La compagnia di canto era composta da cantanti molto giovani, prestanti e di bell’aspetto, proprio come Giuseppe Verdi aveva inutilmente chiesto alla Direzione del Teatro La Fenice, a Venezia, per la prima rappresentazione dell’opera, nel 1853: i suoi desideri non vennero assecondati, e l’opera cadde clamorosamente, come l’autore aveva previsto.
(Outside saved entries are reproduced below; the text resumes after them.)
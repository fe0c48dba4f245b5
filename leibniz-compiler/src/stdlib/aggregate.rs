use super::{std_function, FixedType, StdArity, StdFunction, StdReturn, StdRuntime, StdType};

const COLLECTION: &[StdType] = &[StdType::NumericCollection];

const fn float_aggregate(
    name: &'static str,
    runtime: StdRuntime,
) -> StdFunction {
    std_function(
        name,
        StdArity::Exact(1),
        COLLECTION,
        StdReturn::Fixed(FixedType::Float),
        runtime,
    )
}

pub(super) const FUNCTIONS: &[StdFunction] = &[
    float_aggregate("sum", StdRuntime::Call("math.sum")),
    float_aggregate("prod", StdRuntime::Call("math.prod")),
    float_aggregate("mean", StdRuntime::Call("math.mean")),
    float_aggregate(
        "median",
        StdRuntime::Call("math.median"),
    ),
    // mathjs returns every mode; the language exposes the first.
    float_aggregate(
        "mode",
        StdRuntime::Projected("math.mode", "[0]"),
    ),
    float_aggregate("std", StdRuntime::Call("math.std")),
    float_aggregate(
        "variance",
        StdRuntime::Call("math.variance"),
    ),
    std_function(
        "sort",
        StdArity::Exact(1),
        COLLECTION,
        StdReturn::SameAsFirst,
        StdRuntime::Call("math.sort"),
    ),
    std_function(
        "count",
        StdArity::Exact(1),
        &[StdType::Countable],
        StdReturn::Fixed(FixedType::Integer),
        StdRuntime::Call("math.count"),
    ),
];
use super::{std_function, FixedType, StdArity, StdFunction, StdReturn, StdRuntime, StdType};

pub(super) const FUNCTIONS: &[StdFunction] = &[
    std_function(
        "choose",
        StdArity::Exact(2),
        &[StdType::Integer, StdType::Integer],
        StdReturn::Fixed(FixedType::Integer),
        StdRuntime::Call("math.combinations"),
    ),
    std_function(
        "perm",
        StdArity::Exact(2),
        &[StdType::Integer, StdType::Integer],
        StdReturn::Fixed(FixedType::Integer),
        StdRuntime::Call("math.permutations"),
    ),
    std_function(
        "rand",
        StdArity::Exact(2),
        &[StdType::Numeric, StdType::Numeric],
        StdReturn::Fixed(FixedType::Float),
        StdRuntime::Call("math.random"),
    ),
    std_function(
        "randint",
        StdArity::Exact(2),
        &[StdType::Integer, StdType::Integer],
        StdReturn::Fixed(FixedType::Integer),
        StdRuntime::Call("math.randomInt"),
    ),
    std_function(
        "arandom",
        StdArity::Exact(1),
        &[StdType::Array],
        StdReturn::ElementOfFirst,
        StdRuntime::Call("math.pickRandom"),
    ),
];
impl VersionRange {
    /// Parses a version range expression.
    ///
    /// A bare version string `v` is accepted as shorthand for
    /// `[v,INFINITY)`.
    ///
    /// # Errors
    ///
    /// Returns a [`VersionError`] describing the first syntax problem
    /// found.
    pub fn parse(expression: &str) -> Result<Self, VersionError> {
        if expression.is_empty() {
            return Err(VersionError::EmptyExpression);
        }
        if expression.contains(char::is_whitespace) {
            return Err(VersionError::Whitespace {
                expression: expression.to_string(),
            });
        }

        let expanded;
        let expr = if is_single_version(expression) {
            if !is_version_string(expression) {
                return Err(VersionError::InvalidVersion {
                    version: expression.to_string(),
                });
            }
            expanded = format!("[{expression},{INFINITY})");
            expanded.as_str()
        } else {
            expression
        };

        let start_inclusive = match expr.as_bytes().first() {
            Some(b'[') => true,
            Some(b'(') => false,
            _ => {
                return Err(VersionError::MissingLeftDirective {
                    expression: expression.to_string(),
                });
            },
        };
        let end_inclusive = match expr.as_bytes().last() {
            Some(b']') => true,
            Some(b')') => false,
            _ => {
                return Err(VersionError::MissingRightDirective {
                    expression: expression.to_string(),
                });
            },
        };

        let inner = &expr[1..expr.len() - 1];
        let mut versions = inner.split(VERSION_SEPARATOR);
        let (start, end) = match (versions.next(), versions.next(), versions.next()) {
            (Some(s), Some(e), None) if !s.is_empty() && !e.is_empty() => (s, e),
            _ => {
                return Err(VersionError::WrongVersionCount {
                    expression: expr.to_string(),
                });
            },
        };

        if !is_version_string(start) {
            return Err(VersionError::InvalidVersion {
                version: start.to_string(),
            });
        }
        if !is_version_string(end) {
            return Err(VersionError::InvalidVersion {
                version: end.to_string(),
            });
        }

        let mut range = Self {
            expression: String::new(),
            start: normalize(start),
            start_inclusive,
            end: normalize(end),
            end_inclusive,
        };
        range.recalc_expression();
        Ok(range)
    }

    /// Returns the canonical form of this range expression.
    #[must_use]
    pub fn expression(&self) -> &str {
        &self.expression
    }

    /// Returns the normalized start version.
    #[must_use]
    pub fn start_version(&self) -> &str {
        &self.start
    }

    /// Returns the normalized end version, possibly [`INFINITY`].
    #[must_use]
    pub fn end_version(&self) -> &str {
        &self.end
    }

    /// Returns true if the given version falls within this range.
    ///
    /// # Errors
    ///
    /// Returns [`VersionError::InvalidVersion`] if `version` is not a
    /// valid version string.
    pub fn includes(&self, version: &str) -> Result<bool, VersionError> {
        if !is_version_string(version) {
            return Err(VersionError::InvalidVersion {
                version: version.to_string(),
            });
        }

        let normalized = normalize(version);

        match compare_versions(&normalized, &self.start)? {
            Ordering::Less => return Ok(false),
            Ordering::Equal => return Ok(self.start_inclusive),
            Ordering::Greater => {},
        }
        if self.end == INFINITY {
            return Ok(true);
        }
        match compare_versions(&normalized, &self.end)? {
            Ordering::Greater => Ok(false),
            Ordering::Equal => Ok(self.end_inclusive),
            Ordering::Less => Ok(true),
        }
    }

    /// Narrows this range to its intersection with `other`.
    ///
    /// # Errors
    ///
    /// Returns [`VersionError::NoIntersection`] if the ranges share no
    /// versions.
    pub fn intersect_with(&mut self, other: &Self) -> Result<(), VersionError> {
        match compare_versions(&self.start, &other.start)? {
            Ordering::Equal => {
                if self.start_inclusive != other.start_inclusive {
                    self.start_inclusive = false;
                }
            },
            Ordering::Less => {
                self.start = other.start.clone();
                self.start_inclusive = other.start_inclusive;
            },
            Ordering::Greater => {},
        }

        match compare_versions(&self.end, &other.end)? {
            Ordering::Equal => {
                if self.end_inclusive != other.end_inclusive {
                    self.end_inclusive = false;
                }
            },
            Ordering::Greater => {
                self.end = other.end.clone();
                self.end_inclusive = other.end_inclusive;
            },
            Ordering::Less => {},
        }

        // The narrowed bounds must still describe a non-empty interval.
        if self.end != INFINITY {
            match compare_versions(&self.start, &self.end)? {
                Ordering::Equal => {
                    if !self.start_inclusive || !self.end_inclusive {
                        return Err(VersionError::NoIntersection {
                            left: self.expression.clone(),
                            right: other.expression.clone(),
                        });
                    }
                },
                Ordering::Greater => {
                    return Err(VersionError::NoIntersection {
                        left: self.expression.clone(),
                        right: other.expression.clone(),
                    });
                },
                Ordering::Less => {},
            }
        }

        self.recalc_expression();
        Ok(())
    }

    fn recalc_expression(&mut self) {
        let left = if self.start_inclusive { '[' } else { '(' };
        let right = if self.end_inclusive { ']' } else { ')' };
        self.expression = format!("{left}{},{}{right}", self.start, self.end);
    }
}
Certo, gioventù e bellezza, da sole, non sono davvero sufficienti. Sono necessarie tante altre qualità, ma soprattutto voce, passione, musicalità ed intelligenza, qualità che i giovani cantanti hanno dimostrato di possedere in abbondanza: brillante e fascinoso il giovane Alfredo Germont, il promettentissimo tenore Aleandro Mariani, giustamente severo il padre Giorgio Germont, il giovane baritono Daniele Terenzi, magnificamente a suo agio nel difficile ruolo, perfettamente adeguati Annina ed il Dottore, il giovanissimo soprano Fu Yihan e l’altrettanto giovanissimo basso Bai Yaozhou. Le lodi più intense alla giovane Violetta, il magnifico soprano Marzia Iuculano, che con tecnica perfetta ha interpretato con grande emozione l’arduo ruolo; spensierata e gorgheggiante nel primo atto, dolente nel secondo, afflitta e languente nel terzo.
Il pubblico ha ricompensato i bravissimi cantanti ed il favoloso pianista con applausi scroscianti e prolungati, richieste di bis (non esaudite, l’impegno era stato fin troppo gravoso).